Detail Tuhan Ada di Hatimu Tak di Ka'bah, di Vatikan atau di Tembok Ratapan - Husein Jafar Al-Hadar
Ukuran 14x21 cm
ISBN 978-623-242-143-1
Jumlah halaman 204 hal
Jenis Kertas Isi ISI: Black+TC
Jenis Kertas Sampul Cover: SC, FC 4/0, AC 230 gr Lamp. Doff, Spot UV, Embosse.
Sejatinya menghadap ke mana pun, kita melihat kebesaran Allah yang membuat kita menyebut nama-Nya. Bukan hanya di Ka‘bah, tapi juga di gubuk-gubuk orang miskin, di rumah-rumah yatim, bahkan di lembaga pemasyarakatan.
Masjid bisa roboh, Ka‘bah bisa sepi, tapi hati manusia yang beriman akan abadi dalam ketaatan dan kecintaan pada-Nya.
*
“Masyarakat yang gandrung formalisme, menjebak agama dalam simbol dan hitungan matematika—untung-rugi, pahala-dosa. Mereka hanya menawarkan dua warna: hitam atau putih. Habib Husein berusaha melepas bias jebakan itu. Sebab, yang dilihat sebagai hitam atau putih barangkali hanya bungkus belaka. Ia mengajak pembaca agar tak berhenti pada yang tampak oleh mata. Karena, proses berpikir dengan akal dan batin yang tak tampak, justru menjadikan kita jernih.”
--Kalis Mardiasih, Penulis Buku Sister Fillah, You’ll Never be Alone
“Buku ini akan membawa kita masuk dalam petualangan ruhani untuk menemukan Sang Pencipta yang berdiam di dalam kita.”
--Pendeta Yerry Pattinasarany
Quotes dalam buku :
• Orang yang beriman tak kan pernah takut atau sedih, dalam kondisi apa pun, karena ia punya hikmah. Namun tanpa kelembutan iman, hikmah tak akan tampak.

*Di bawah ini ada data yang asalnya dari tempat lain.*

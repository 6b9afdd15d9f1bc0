//! HTTP handlers, one module per resource.

pub mod auth;
pub mod cart;
pub mod checkout;
pub mod orders;
pub mod shop;
//! Domain model structs and DTOs.
//!
//! Each submodule contains:
//! - A `FromRow` + `Serialize` entity struct matching the database row
//! - A `Deserialize` create DTO for inserts
//! - A `Deserialize` update DTO (all `Option` fields) for patches

pub mod admin_session;
pub mod customer;
pub mod laptop;
pub mod order;
pub mod spare_part;
pub mod user;
pub mod warranty;
//! Customer accounts: register, login, logout, me.

use axum::extract::State;
use axum::http::header::SET_COOKIE;
use axum::http::StatusCode;
use axum::response::{AppendHeaders, IntoResponse};
use inventory_core::checkout::validate_input;
use inventory_core::error::CoreError;
use inventory_core::password::{
    hash_password, validate_password_strength, verify_password, MIN_PASSWORD_LENGTH,
};
use inventory_core::principal::{Principal, PrincipalInfo};
use inventory_db::models::customer::{CreateCustomer, Customer, CustomerResponse};
use inventory_db::repositories::CustomerRepo;
use serde::{Deserialize, Serialize};
use validator::Validate;

use crate::auth::cookies::{auth_cookie, clear_auth_cookie};
use crate::auth::jwt::generate_token;
use crate::error::{AppError, AppResult};
use crate::extract::AppJson;
use crate::middleware::customer::CustomerPrincipal;
use crate::response::{ok, Message};
use crate::state::AppState;

/// Request body for `POST /auth/register`.
#[derive(Debug, Deserialize, Validate)]
pub struct RegisterRequest {
    #[validate(required, email)]
    pub email: Option<String>,
    #[validate(required, length(min = 1, max = 200))]
    pub name: Option<String>,
    #[validate(required)]
    pub password: Option<String>,
    #[validate(required)]
    pub confirm_password: Option<String>,
}

/// Request body for `POST /auth/login`.
#[derive(Debug, Deserialize)]
pub struct LoginRequest {
    pub email: Option<String>,
    pub password: Option<String>,
}

/// Response of register and login. The token is also set as a cookie.
#[derive(Debug, Serialize)]
pub struct AuthResponse {
    pub customer: CustomerResponse,
    pub token: String,
}

#[derive(Debug, Serialize)]
pub struct CustomerDetail {
    pub customer: CustomerResponse,
    pub principal: PrincipalInfo,
}

/// POST /auth/register
///
/// A taken email is a 409 via `uq_customers_email`.
pub async fn register(
    State(state): State<AppState>,
    AppJson(input): AppJson<RegisterRequest>,
) -> AppResult<impl IntoResponse> {
    validate_input(&input)?;
    let email = input.email.unwrap_or_default().trim().to_lowercase();
    let name = input.name.unwrap_or_default().trim().to_string();
    let password = input.password.unwrap_or_default();
    if name.is_empty() {
        return Err(CoreError::Validation("Missing required field: name".into()).into());
    }
    validate_password_strength(&password, MIN_PASSWORD_LENGTH).map_err(CoreError::Validation)?;
    if input.confirm_password.as_deref() != Some(password.as_str()) {
        return Err(CoreError::Validation("Passwords do not match".into()).into());
    }

    let password_hash = hash_password(&password)
        .map_err(|e| AppError::InternalError(format!("Password hashing error: {e}")))?;
    let customer = CustomerRepo::create(
        &state.pool,
        &CreateCustomer {
            email,
            password_hash,
            name,
        },
    )
    .await?;

    tracing::info!(customer_id = customer.id, "Customer registered");
    let (cookie, body) = issue_token(&state, &customer)?;
    Ok((StatusCode::CREATED, AppendHeaders([(SET_COOKIE, cookie)]), ok(body)))
}

/// POST /auth/login
pub async fn login(
    State(state): State<AppState>,
    AppJson(input): AppJson<LoginRequest>,
) -> AppResult<impl IntoResponse> {
    let email = input.email.as_deref().map(str::trim).unwrap_or_default();
    let password = input.password.as_deref().unwrap_or_default();
    if email.is_empty() || password.is_empty() {
        return Err(CoreError::Validation("Email and password are required".into()).into());
    }

    let invalid = || AppError::Core(CoreError::Unauthorized("Invalid email or password".into()));

    let customer = CustomerRepo::find_by_email(&state.pool, email)
        .await?
        .ok_or_else(invalid)?;

    let password_valid = verify_password(password, &customer.password_hash)
        .map_err(|e| AppError::InternalError(format!("Password verification error: {e}")))?;
    if !password_valid {
        tracing::warn!(customer_id = customer.id, "Failed customer login");
        return Err(invalid());
    }
    if !customer.is_active {
        return Err(CoreError::Unauthorized("Account is deactivated".into()).into());
    }

    tracing::info!(customer_id = customer.id, "Customer logged in");
    let (cookie, body) = issue_token(&state, &customer)?;
    Ok((AppendHeaders([(SET_COOKIE, cookie)]), ok(body)))
}

/// POST /auth/logout
///
/// Tokens are stateless, so this only expires the cookie.
pub async fn logout(State(state): State<AppState>) -> impl IntoResponse {
    (
        AppendHeaders([(SET_COOKIE, clear_auth_cookie(state.config.cookie_secure))]),
        ok(Message {
            message: "Logged out",
        }),
    )
}

/// GET /auth/me
pub async fn me(customer: CustomerPrincipal) -> AppResult<impl IntoResponse> {
    let principal = customer.info();
    Ok(ok(CustomerDetail {
        principal,
        customer: CustomerResponse {
            id: customer.customer_id,
            email: customer.email,
            name: customer.name,
        },
    }))
}

fn issue_token(state: &AppState, customer: &Customer) -> AppResult<(String, AuthResponse)> {
    let token = generate_token(customer.id, &customer.email, &state.config.jwt)
        .map_err(|e| AppError::InternalError(format!("Token generation error: {e}")))?;
    let cookie = auth_cookie(
        &token,
        state.config.jwt.expiry_hours,
        state.config.cookie_secure,
    );
    Ok((
        cookie,
        AuthResponse {
            customer: CustomerResponse::from(customer),
            token,
        },
    ))
}
//! Checkout: hand the cart to the admin service and clear it on success.

use axum::extract::State;
use axum::http::StatusCode;
use axum::response::{AppendHeaders, IntoResponse};
use inventory_core::checkout::{CustomerInfo, PlaceOrderRequest};
use inventory_core::error::CoreError;

use crate::cart_store::CartSession;
use crate::error::AppResult;
use crate::extract::AppJson;
use crate::response::ok;
use crate::state::AppState;

/// POST /checkout
///
/// Body `{customer_name, email, phone, address}`. The admin service
/// re-prices the cart and may leave unavailable laptops out of the order;
/// those come back in `unavailable`. On any failure the cart is kept.
pub async fn checkout(
    State(state): State<AppState>,
    session: CartSession,
    AppJson(info): AppJson<CustomerInfo>,
) -> AppResult<impl IntoResponse> {
    let cart = state.carts.get(&session.id).await;
    if cart.is_empty() {
        return Err(CoreError::EmptyCart.into());
    }
    info.clone().into_customer()?;

    let request = PlaceOrderRequest {
        customer: info,
        items: Some(cart.items().to_vec()),
    };
    let placed = state
        .admin_api
        .place_order(&request)
        .await
        .inspect_err(|e| tracing::warn!(cart = %session.id, error = %e, "Checkout failed; cart kept"))?;

    state.carts.clear(&session.id).await;

    for item in &placed.unavailable {
        tracing::warn!(order_id = %placed.order_id, laptop_id = item.laptop_id, reason = %item, "Left out of order");
    }
    tracing::info!(order_id = %placed.order_id, total_amount = %placed.total_amount, "Checkout complete");

    Ok((
        StatusCode::CREATED,
        AppendHeaders(session.set_cookie()),
        ok(placed),
    ))
}
//! Session-cookie authentication extractors for Axum handlers.

use axum::extract::FromRequestParts;
use axum::http::request::Parts;
use inventory_core::error::CoreError;
use inventory_core::principal::{Principal, PrincipalKind, ROLE_ADMIN};
use inventory_core::types::DbId;
use inventory_db::repositories::AdminSessionRepo;

use crate::auth::session::{hash_session_token, read_cookie, SESSION_COOKIE};
use crate::error::AppError;
use crate::state::AppState;

/// The admin user behind a live session cookie.
///
/// Fails closed with 401 when the cookie is absent, unknown, expired or
/// revoked.
#[derive(Debug, Clone)]
pub struct AdminPrincipal {
    pub user_id: DbId,
    pub username: String,
    pub role: String,
    /// Hash of the presented token, used to revoke it on logout.
    pub token_hash: String,
}

impl Principal for AdminPrincipal {
    fn kind(&self) -> PrincipalKind {
        PrincipalKind::Admin
    }

    fn subject_id(&self) -> DbId {
        self.user_id
    }

    fn login(&self) -> &str {
        &self.username
    }
}

impl FromRequestParts<AppState> for AdminPrincipal {
    type Rejection = AppError;

    async fn from_request_parts(
        parts: &mut Parts,
        state: &AppState,
    ) -> Result<Self, Self::Rejection> {
        let token = read_cookie(&parts.headers, SESSION_COOKIE).ok_or_else(|| {
            AppError::Core(CoreError::Unauthorized("Login required".into()))
        })?;

        let token_hash = hash_session_token(&token);
        let session = AdminSessionRepo::find_active(&state.pool, &token_hash)
            .await?
            .ok_or_else(|| {
                AppError::Core(CoreError::Unauthorized("Invalid or expired session".into()))
            })?;

        Ok(AdminPrincipal {
            user_id: session.user_id,
            username: session.username,
            role: session.role,
            token_hash,
        })
    }
}

/// Requires the `admin` role. Rejects with 403 Forbidden otherwise.
///
/// ```ignore
/// async fn admin_only(RequireAdmin(admin): RequireAdmin) -> AppResult<Json<()>> {
///     Ok(Json(()))
/// }
/// ```
pub struct RequireAdmin(pub AdminPrincipal);

impl FromRequestParts<AppState> for RequireAdmin {
    type Rejection = AppError;

    async fn from_request_parts(
        parts: &mut Parts,
        state: &AppState,
    ) -> Result<Self, Self::Rejection> {
        let admin = AdminPrincipal::from_request_parts(parts, state).await?;
        if admin.role != ROLE_ADMIN {
            return Err(AppError::Core(CoreError::Forbidden(
                "Admin role required".into(),
            )));
        }
        Ok(RequireAdmin(admin))
    }
}
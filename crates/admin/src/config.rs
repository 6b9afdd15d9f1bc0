/// Credentials for the admin account created at startup when no user with
/// that username exists yet.
#[derive(Debug, Clone)]
pub struct DefaultAdmin {
    pub username: String,
    pub password: String,
}

/// Admin service configuration loaded from environment variables.
///
/// All fields have sensible defaults suitable for local development.
/// In production, override via environment variables.
#[derive(Debug, Clone)]
pub struct ServerConfig {
    /// Bind address (default: `0.0.0.0`).
    pub host: String,
    /// Bind port (default: `5000`).
    pub port: u16,
    /// Allowed CORS origins, parsed from comma-separated `CORS_ORIGINS` env var.
    pub cors_origins: Vec<String>,
    /// HTTP request timeout in seconds (default: `30`).
    pub request_timeout_secs: u64,
    /// Lifetime of an admin session in hours (default: `12`).
    pub session_ttl_hours: i64,
    /// Whether the session cookie carries the `Secure` attribute (default: `false`).
    pub cookie_secure: bool,
    /// Account seeded at startup, if both username and password are set.
    pub default_admin: Option<DefaultAdmin>,
}

impl ServerConfig {
    /// Load configuration from environment variables with defaults.
    ///
    /// | Env Var                   | Default                  |
    /// |---------------------------|--------------------------|
    /// | `HOST`                    | `0.0.0.0`                |
    /// | `PORT`                    | `5000`                   |
    /// | `CORS_ORIGINS`            | `http://localhost:5001`  |
    /// | `REQUEST_TIMEOUT_SECS`    | `30`                     |
    /// | `ADMIN_SESSION_TTL_HOURS` | `12`                     |
    /// | `COOKIE_SECURE`           | `false`                  |
    /// | `ADMIN_DEFAULT_USERNAME`  | unset                    |
    /// | `ADMIN_DEFAULT_PASSWORD`  | unset                    |
    pub fn from_env() -> Self {
        let host = std::env::var("HOST").unwrap_or_else(|_| "0.0.0.0".into());

        let port: u16 = std::env::var("PORT")
            .unwrap_or_else(|_| "5000".into())
            .parse()
            .expect("PORT must be a valid u16");

        let cors_origins: Vec<String> = std::env::var("CORS_ORIGINS")
            .unwrap_or_else(|_| "http://localhost:5001".into())
            .split(',')
            .map(|s| s.trim().to_string())
            .filter(|s| !s.is_empty())
            .collect();

        let request_timeout_secs: u64 = std::env::var("REQUEST_TIMEOUT_SECS")
            .unwrap_or_else(|_| "30".into())
            .parse()
            .expect("REQUEST_TIMEOUT_SECS must be a valid u64");

        let session_ttl_hours: i64 = std::env::var("ADMIN_SESSION_TTL_HOURS")
            .unwrap_or_else(|_| "12".into())
            .parse()
            .expect("ADMIN_SESSION_TTL_HOURS must be a valid i64");
        assert!(session_ttl_hours > 0, "ADMIN_SESSION_TTL_HOURS must be positive");

        let cookie_secure: bool = std::env::var("COOKIE_SECURE")
            .unwrap_or_else(|_| "false".into())
            .parse()
            .expect("COOKIE_SECURE must be true or false");

        let default_admin = match (
            std::env::var("ADMIN_DEFAULT_USERNAME").ok(),
            std::env::var("ADMIN_DEFAULT_PASSWORD").ok(),
        ) {
            (Some(username), Some(password)) if !username.is_empty() && !password.is_empty() => {
                Some(DefaultAdmin { username, password })
            }
            _ => None,
        };

        Self {
            host,
            port,
            cors_origins,
            request_timeout_secs,
            session_ttl_hours,
            cookie_secure,
            default_admin,
        }
    }
}
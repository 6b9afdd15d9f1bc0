use axum::http::StatusCode;
use axum::response::{IntoResponse, Response};
use axum::Json;
use inventory_core::catalog::UnavailableItem;
use inventory_core::error::CoreError;
use inventory_core::wire::ErrorBody;

/// Application-level error type for HTTP handlers.
///
/// Wraps [`CoreError`] for domain errors and adds HTTP-specific variants.
/// Implements [`IntoResponse`] to produce `{ success: false, error, code }`
/// bodies.
#[derive(Debug, thiserror::Error)]
pub enum AppError {
    /// A domain-level error from `inventory_core`.
    #[error(transparent)]
    Core(#[from] CoreError),

    /// A database error from sqlx.
    #[error("Database error: {0}")]
    Database(#[from] sqlx::Error),

    /// A bad request with a human-readable message.
    #[error("Bad request: {0}")]
    BadRequest(String),

    /// An internal error with a human-readable message.
    #[error("Internal error: {0}")]
    InternalError(String),
}

/// Convenience type alias for handler return values.
pub type AppResult<T> = Result<T, AppError>;

impl IntoResponse for AppError {
    fn into_response(self) -> Response {
        let mut unavailable: Vec<UnavailableItem> = Vec::new();

        let (status, code, message) = match self {
            // --- CoreError variants ---
            AppError::Core(core) => match core {
                CoreError::NotFound { entity, id } => (
                    StatusCode::NOT_FOUND,
                    "NOT_FOUND",
                    format!("{entity} with id {id} not found"),
                ),
                CoreError::Validation(msg) => (StatusCode::BAD_REQUEST, "VALIDATION_ERROR", msg),
                CoreError::Conflict(msg) => (StatusCode::CONFLICT, "CONFLICT", msg),
                CoreError::Unauthorized(msg) => (StatusCode::UNAUTHORIZED, "UNAUTHORIZED", msg),
                CoreError::Forbidden(msg) => (StatusCode::FORBIDDEN, "FORBIDDEN", msg),
                CoreError::EmptyCart => (
                    StatusCode::UNPROCESSABLE_ENTITY,
                    "EMPTY_CART",
                    "Cart is empty".to_string(),
                ),
                CoreError::Unavailable(items) => {
                    let message = format!(
                        "None of the selected laptops can be ordered: {}",
                        items
                            .iter()
                            .map(ToString::to_string)
                            .collect::<Vec<_>>()
                            .join("; ")
                    );
                    unavailable = items;
                    (StatusCode::UNPROCESSABLE_ENTITY, "UNAVAILABLE", message)
                }
                CoreError::Internal(msg) => {
                    tracing::error!(error = %msg, "Internal core error");
                    (
                        StatusCode::INTERNAL_SERVER_ERROR,
                        "INTERNAL_ERROR",
                        "An internal error occurred".to_string(),
                    )
                }
            },

            // --- Database errors ---
            AppError::Database(err) => classify_sqlx_error(&err),

            // --- HTTP-specific errors ---
            AppError::BadRequest(msg) => (StatusCode::BAD_REQUEST, "BAD_REQUEST", msg),
            AppError::InternalError(msg) => {
                tracing::error!(error = %msg, "Internal error");
                (
                    StatusCode::INTERNAL_SERVER_ERROR,
                    "INTERNAL_ERROR",
                    "An internal error occurred".to_string(),
                )
            }
        };

        let mut body = ErrorBody::new(code, message);
        body.unavailable = unavailable;
        (status, Json(body)).into_response()
    }
}

/// Classify a sqlx error into an HTTP status, error code, and message.
///
/// - `RowNotFound` maps to 404.
/// - Unique constraint violations (constraint name starting with `uq_`) map to 409.
/// - Check constraint violations map to 400.
/// - Everything else maps to 500 with a sanitized message.
fn classify_sqlx_error(err: &sqlx::Error) -> (StatusCode, &'static str, String) {
    match err {
        sqlx::Error::RowNotFound => (
            StatusCode::NOT_FOUND,
            "NOT_FOUND",
            "Resource not found".to_string(),
        ),
        sqlx::Error::Database(db_err) => {
            let constraint = db_err.constraint().unwrap_or("unknown");
            match db_err.code().as_deref() {
                // PostgreSQL unique_violation
                Some("23505") if constraint.starts_with("uq_") => {
                    return (
                        StatusCode::CONFLICT,
                        "CONFLICT",
                        format!("Duplicate value violates unique constraint: {constraint}"),
                    );
                }
                // PostgreSQL check_violation
                Some("23514") => {
                    return (
                        StatusCode::BAD_REQUEST,
                        "VALIDATION_ERROR",
                        format!("Value violates check constraint: {constraint}"),
                    );
                }
                _ => {}
            }
            tracing::error!(error = %db_err, "Database error");
            (
                StatusCode::INTERNAL_SERVER_ERROR,
                "INTERNAL_ERROR",
                "An internal error occurred".to_string(),
            )
        }
        other => {
            tracing::error!(error = %other, "Database error");
            (
                StatusCode::INTERNAL_SERVER_ERROR,
                "INTERNAL_ERROR",
                "An internal error occurred".to_string(),
            )
        }
    }
}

• Berapa banyak orang shalat tapi shalatnya justru mencelakakan dirinya. Ia hanya rukuk dan sujud tanpa kehadiran hatinya. Tak ada kesadaran dalam hatinya seolah kita melihat Tuhan atau Tuhan melihat kita?!
• Kalau Nabi sabdakan bahwa “bumi ini semuanya masjid”, yang terpikir dalam benak saya bukan keberadaan Tuhan di bangunan kubah yang kita sebut masjid itu, tapi di mana saya melihat Tuhan dan menyebabkan saya bersujud pada-Nya, di sanalah masjid.
• Masjid bisa dirobohkan, Ka‘bah bisa sepi, tapi hati manusia yang beriman akan abadi dalam ketaatan dan kecintaan pada-Nya.
• Bagi saya, bentuk penistaan atas Tuhan adalah jika ada orang yang menghina orang miskin atau apa pun ciptaan-Nya.
• Hijrah seharusnya tidak hanya meliputi aspek hukum (fiqih) saja, tapi berbagai aspek keislaman lainnya.
• Iman itu berdaulat. Karena kata Nabi, kita semua ini pemimpin atas diri kita. Kalau gagal, karena tergoda oleh hal-hal di luar diri kita, kita sendiri yang salah dan dihukum. Karena kita telah diberi kuasa oleh Tuhan untuk memilih tergoda atau tidak.
• Jangan sampai setelah berhijrah, ibadah kita menjadi lebih semangat, namun kita menjadi tidak murah senyum kepada orang lain.